Although these sayings underscore the importance of the customer and are regurgitated with the intent to motivate sales people to prioritize customer service, they shouldn’t be taken at face value. Sales people should exercise caution before immediately bowing down to the customer. They should feel empowered to use judgment to assess how “right” the customer should really be. There are times when power ought to be usurped from the customer.
Of the most obvious pitfalls of strict adherence to a “customer is always king” mentality is that doing so takes a toll on resources. Catering to customers’ every need, request, and complaint is not in a sales person’s best interest. If you can’t realistically or efficiently satisfy a customer, you should move on. Nagging, unsatisfied customers who are “blowing smoke” can be impossible to please and can easily soak up time and resources. It can take twelve positive experiences to recoup from one unresolved negative one.

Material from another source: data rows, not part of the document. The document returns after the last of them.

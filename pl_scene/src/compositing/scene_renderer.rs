/// Scene renderer: an ordered, named list of passes.
///
/// Scene renderers are usually built from a `SceneRendererDesc` loaded from
/// a definition file, with each pass created through a `PassRegistry`.

use serde::{Deserialize, Serialize};
use crate::error::Result;
use crate::{pl_error, pl_warn};
use super::pass_registry::PassRegistry;
use super::scene_renderer_pass::{PassContext, SceneRendererPass};

// ===== DEFINITION =====

fn default_enabled() -> bool {
    true
}

/// One pass entry of a scene renderer definition
#[derive(Debug, Clone, PartialEq, Serialize, Deserialize)]
pub struct PassDesc {
    /// Registry class (`Begin`, `DrawSolid`, ...)
    pub class: String,
    /// Instance name, defaults to the class name
    #[serde(default)]
    pub name: Option<String>,
    #[serde(default = "default_enabled")]
    pub enabled: bool,
    /// Distance ordering for draw passes
    #[serde(default)]
    pub sort: bool,
    /// Clear color for `Begin`
    #[serde(default)]
    pub clear_color: Option<[f32; 4]>,
}

impl PassDesc {
    pub fn new(class: &str) -> Self {
        Self {
            class: class.to_string(),
            name: None,
            enabled: true,
            sort: false,
            clear_color: None,
        }
    }

    /// Instance name, falling back to the class
    pub fn instance_name(&self) -> &str {
        self.name.as_deref().unwrap_or(&self.class)
    }
}

/// Parsed scene renderer definition
///
/// ```ron
/// (
///     name: "Forward",
///     passes: [
///         (class: "Begin", clear_color: Some((0.0, 0.0, 0.0, 1.0))),
///         (class: "DrawSolid", sort: true),
///         (class: "DrawTransparent"),
///         (class: "DrawDebug", enabled: false),
///     ],
/// )
/// ```
#[derive(Debug, Clone, Default, PartialEq, Serialize, Deserialize)]
pub struct SceneRendererDesc {
    #[serde(default)]
    pub name: String,
    #[serde(default)]
    pub passes: Vec<PassDesc>,
}

// ===== FRAME REPORT =====

/// Outcome of one `SceneRenderer::draw`
#[derive(Debug, Clone, Default, PartialEq, Eq)]
pub struct FrameReport {
    /// Enabled passes that ran to completion
    pub executed: usize,
    /// Names of the passes that returned an error
    pub failed: Vec<String>,
}

impl FrameReport {
    pub fn is_success(&self) -> bool {
        self.failed.is_empty()
    }
}

// ===== SCENE RENDERER =====

pub struct SceneRenderer {
    name: String,
    passes: Vec<Box<dyn SceneRendererPass>>,
}

impl std::fmt::Debug for SceneRenderer {
    fn fmt(&self, f: &mut std::fmt::Formatter<'_>) -> std::fmt::Result {
        let passes: Vec<&str> = self.passes.iter().map(|p| p.name()).collect();
        f.debug_struct("SceneRenderer")
            .field("name", &self.name)
            .field("passes", &passes)
            .finish()
    }
}

impl SceneRenderer {
    pub fn new(name: &str) -> Self {
        Self {
            name: name.to_string(),
            passes: Vec::new(),
        }
    }

    /// Build a scene renderer from its definition.
    ///
    /// Passes whose class is unknown to `registry` are logged and skipped.
    pub fn from_desc(desc: &SceneRendererDesc, registry: &PassRegistry) -> Self {
        let mut scene_renderer = Self::new(&desc.name);
        for pass_desc in &desc.passes {
            match registry.create(pass_desc) {
                Ok(mut pass) => {
                    pass.set_enabled(pass_desc.enabled);
                    scene_renderer.passes.push(pass);
                }
                Err(_) if !registry.contains(&pass_desc.class) => {
                    pl_warn!("plscene::SceneRenderer",
                        "'{}': skipping pass '{}' of unknown class '{}'",
                        desc.name, pass_desc.instance_name(), pass_desc.class);
                }
                Err(e) => {
                    pl_warn!("plscene::SceneRenderer",
                        "'{}': skipping pass '{}': {}",
                        desc.name, pass_desc.instance_name(), e);
                }
            }
        }
        scene_renderer
    }

    pub fn name(&self) -> &str {
        &self.name
    }

    // ===== PASSES =====

    pub fn add_pass(&mut self, pass: Box<dyn SceneRendererPass>) {
        self.passes.push(pass);
    }

    /// Insert a pass at `index` (clamped to the pass count)
    pub fn insert_pass(&mut self, index: usize, pass: Box<dyn SceneRendererPass>) {
        let index = index.min(self.passes.len());
        self.passes.insert(index, pass);
    }

    /// Remove the first pass named `name`
    pub fn remove_pass(&mut self, name: &str) -> Option<Box<dyn SceneRendererPass>> {
        let index = self.passes.iter().position(|p| p.name() == name)?;
        Some(self.passes.remove(index))
    }

    pub fn pass(&self, name: &str) -> Option<&dyn SceneRendererPass> {
        self.passes.iter().find(|p| p.name() == name).map(|p| p.as_ref())
    }

    pub fn pass_mut(&mut self, name: &str) -> Option<&mut (dyn SceneRendererPass + 'static)> {
        self.passes.iter_mut().find(|p| p.name() == name).map(|p| p.as_mut())
    }

    pub fn pass_at(&self, index: usize) -> Option<&dyn SceneRendererPass> {
        self.passes.get(index).map(|p| p.as_ref())
    }

    pub fn pass_count(&self) -> usize {
        self.passes.len()
    }

    pub fn pass_names(&self) -> Vec<&str> {
        self.passes.iter().map(|p| p.name()).collect()
    }

    /// Returns `false` when no pass has that name
    pub fn set_pass_enabled(&mut self, name: &str, enabled: bool) -> bool {
        match self.pass_mut(name) {
            Some(pass) => {
                pass.set_enabled(enabled);
                true
            }
            None => false,
        }
    }

    // ===== DRAW =====

    /// Run every enabled pass in order.
    ///
    /// A failing pass is logged and skipped; the following passes still run.
    pub fn draw(&mut self, ctx: &mut PassContext<'_>) -> FrameReport {
        let mut report = FrameReport::default();
        for pass in self.passes.iter_mut().filter(|p| p.is_enabled()) {
            match pass.draw(ctx) {
                Ok(()) => report.executed += 1,
                Err(e) => {
                    pl_error!("plscene::SceneRenderer", "'{}': pass '{}' failed: {}",
                        self.name, pass.name(), e);
                    report.failed.push(pass.name().to_string());
                }
            }
        }
        report
    }

    /// Run a single pass by name, ignoring its enabled state
    pub fn draw_pass(&mut self, name: &str, ctx: &mut PassContext<'_>) -> Option<Result<()>> {
        let pass = self.passes.iter_mut().find(|p| p.name() == name)?;
        Some(pass.draw(ctx))
    }
}

#[cfg(test)]
#[path = "scene_renderer_tests.rs"]
mod tests;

Sales reps should use their best judgement to determine when it’s time to abandon efforts aimed at pleasing a customer and focus on more productive pursuits such as catering to more satisfied customers. After all, satisfied customers reportedly spend an average of 140% more as compared to their disgruntled counterparts.
Another less obvious offshoot of a “customer is king” mindset is the degradation of employee satisfaction. There are times when customer demands verge on ludicrousness (for example, when a customer demands countless bells and whistles, steep discounts, or full refunds). It’s mentally taxing to cater to a customer’s every need and desire, especially when they are ill-founded. Doing so leads to declines in employee satisfaction and, ultimately, performance. If a customer is abusive, unrealistic, or too demanding, research suggests that employees should shy away from catering to them. Homburg (2011) found that the relationship between customer orientation (i.e., a “customer is king” mentality) and sales performance is curvilinear, according to an inverted U-shape. That is, customer orientation is associated with increased sales performance only up to a certain threshold. Too strong a bias towards customer orientation (such that sales people feel victimized or unnecessarily expended) leads to performance declines.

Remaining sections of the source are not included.